Julian - Beanstalk Co-Founder 2 min reading
Rachel Reeves U-turns on Cash ISA Changes

Following speculation about potential changes to the contribution levels permitted for cash ISAs, the Chancellor has now put on hold plans to reduce subscription limits from the current £20,000 per year.

I wrote back in February why Rachel Reeves was considering reducing the cash ISA limit but it looks like backlash from banks and building societies who use money deposited in cash ISAs as a cheap source of funds for funding mortgage and other lending has prevailed.

The Chancellor still wants to encourage savers to put money into stocks and shares ISAs rather than using cash ISAs so I wanted to explain what appears to be behind her views.

Her concern appears to be that savers in the UK do not understand that shares have historically outperformed cash particularly over longer time periods such as multiple years. Using cash rather than shares for longer term saving such as with Junior ISAs can mean that you are missing out on potential growth. Although past performance cannot be used as a guide to future performance, over the last 10 years the MSCI global index, for example, grew at an average rate of 11.1%*. Over the same period, the UK base rate was below 1%, only reaching 5.25% between October 23 and July 24.

Rachel Reeves was quoted as saying that “for too long, we have presented investment in too negative a light, quick to warn people of the risks, without giving proper weight to the benefits.”

I believe she is referring to the risk warnings that providers like us are required to prominently display such as “Capital at Risk” or “The value of investments can go down as well as up. You may get less than you invest”. While these things are undoubtedly true, saving in cash also has risks. As well as potentially receiving lower returns than investing, savers are exposed to inflation risk: if the inflation rate is higher than the interest rate offered on savings, then over time the value of your savings could actually be eroded.

Some in the financial services industry have suggested adding inflation risk warnings to cash ISAs or using more balanced risk warnings on stocks and shares accounts such as “Investing can over the long term outperform cash.
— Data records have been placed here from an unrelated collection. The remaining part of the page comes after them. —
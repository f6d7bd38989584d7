use bilatherm::capability::HardwareTimer;
use stm32f1xx_hal::device::{RCC, TIM1};
use stm32f1xx_hal::rcc::Clocks;
use stm32f1xx_hal::timer::Instance;

/// A free-running timer peripheral configured with a prescaler only; the
/// counting mode is set up by whoever turns it into something concrete
/// (here, [`OneshotAlarm::from`]).
pub struct OneshotTimer<TIM: Instance, const FREQ: u32> {
    tim: TIM,
}

// modified from
// https://github.com/stm32-rs/stm32f1xx-hal/blob/f9b24f4d9bac7fc3c93764bd295125800944f53b/src/timer.rs#L713-L735
impl<TIM: Instance, const FREQ: u32> OneshotTimer<TIM, FREQ> {
    pub fn new(tim: TIM, clocks: &Clocks) -> Self {
        unsafe {
            //NOTE(unsafe) this reference will only be used for atomic writes with no side effects
            let rcc = &(*RCC::ptr());
            // Enable and reset the timer peripheral
            TIM::enable(rcc);
            TIM::reset(rcc);
        }

        let mut t = Self { tim };
        t.configure(clocks);
        t
    }

    /// Calculate prescaler depending on `Clocks` state
    fn configure(&mut self, clocks: &Clocks) {
        let clk = TIM::timer_clock(clocks);
        assert!(clk.raw() % FREQ == 0);
        let psc = clk.raw() / FREQ;
        self.tim.set_prescaler(u16::try_from(psc - 1).unwrap());
    }
}

/// A one-shot, interrupt-driven alarm built directly on TIM1's counter
/// (spec.md §4.D, §6 "TIM1 one-shot hardware timer"). Unlike the teacher's
/// `OnePulse`, this drives no capture/compare output — the scheduler only
/// needs an interrupt after `delay_us`, not a waveform — so `arm` rewrites
/// `ARR`/`CNT` per call instead of fixing the period at construction.
pub struct OneshotAlarm<const FREQ: u32> {
    timer: OneshotTimer<TIM1, FREQ>,
}

impl<const FREQ: u32> OneshotAlarm<FREQ> {
    pub fn new(tim: TIM1, clocks: &Clocks) -> Self {
        let timer = OneshotTimer::new(tim, clocks);
        // One-pulse mode: CEN clears itself at the next update event, so a
        // fired alarm never free-runs even if `stop` is delayed.
        timer.tim.cr1.modify(|_, w| w.opm().set_bit());
        Self { timer }
    }
}

impl<const FREQ: u32> HardwareTimer for OneshotAlarm<FREQ> {
    fn arm(&mut self, delay_us: u32) -> bool {
        if self.timer.tim.cr1.read().cen().bit_is_set() {
            return false; // still counting down from a previous arm
        }

        let ticks = u64::from(delay_us) * u64::from(FREQ) / 1_000_000;
        let Ok(arr) = u16::try_from(ticks.saturating_sub(1).max(1)) else {
            return false; // delay too long for a 16-bit counter at this FREQ
        };

        self.timer.tim.arr.write(|w| w.arr().bits(arr));
        self.timer.tim.cnt.write(|w| w.cnt().bits(0));
        self.timer.tim.sr.modify(|_, w| w.uif().clear_bit());
        self.timer.tim.dier.modify(|_, w| w.uie().set_bit());
        self.timer.tim.cr1.modify(|_, w| w.cen().set_bit());
        true
    }

    fn stop(&mut self) {
        self.timer.tim.cr1.modify(|_, w| w.cen().clear_bit());
        self.timer.tim.dier.modify(|_, w| w.uie().clear_bit());
        self.timer.tim.sr.modify(|_, w| w.uif().clear_bit());
    }
}

/// Clear TIM1's update-interrupt flag from ISR context, without needing to
/// own the [`OneshotAlarm`] (which lives inside `Scheduler`, main-loop side
/// only). The NVIC line is level-sensitive on this bit: leaving it set
/// would re-enter the ISR immediately after return.
///
/// # Safety
/// Must only be called from the `TIM1_UP` interrupt handler while a
/// `OneshotAlarm<TIM1, _>` elsewhere owns the peripheral; this function
/// does not itself take ownership, so it must not race a concurrent
/// `arm`/`stop` call (it can't, since both only ever run at `TIM1_UP`'s
/// priority or above).
pub fn ack_tim1_update_interrupt() {
    unsafe { (*TIM1::ptr()).sr.modify(|_, w| w.uif().clear_bit()) }
}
However, investments can go up and down and you may lose money as well.” The Chancellor also proposed that banks suggest to savers that they consider switching to stocks and shares.

Personally I am supportive of any initiative that helps educate consumers as to the true impact of choices they make. Yet I worry that the government telling banks to suggest their own investment product to cash savers runs the risk of people being sold poor value or inappropriate investments. For example: when the Child Trust Fund was introduced by the Government 20 years ago, providers were allowed to charge up to 1.5% and some of the products offered by banks had relatively poor performance. As a result, there are still children today who have CTFs that are significantly higher cost that Junior ISAs offered by Beanstalk and others. Ideally the Chancellor’s initiatives help consumers understand the risks and rewards of investing in cash or different types of investments so they can make the best choice for themselves given their situation and risk appetite.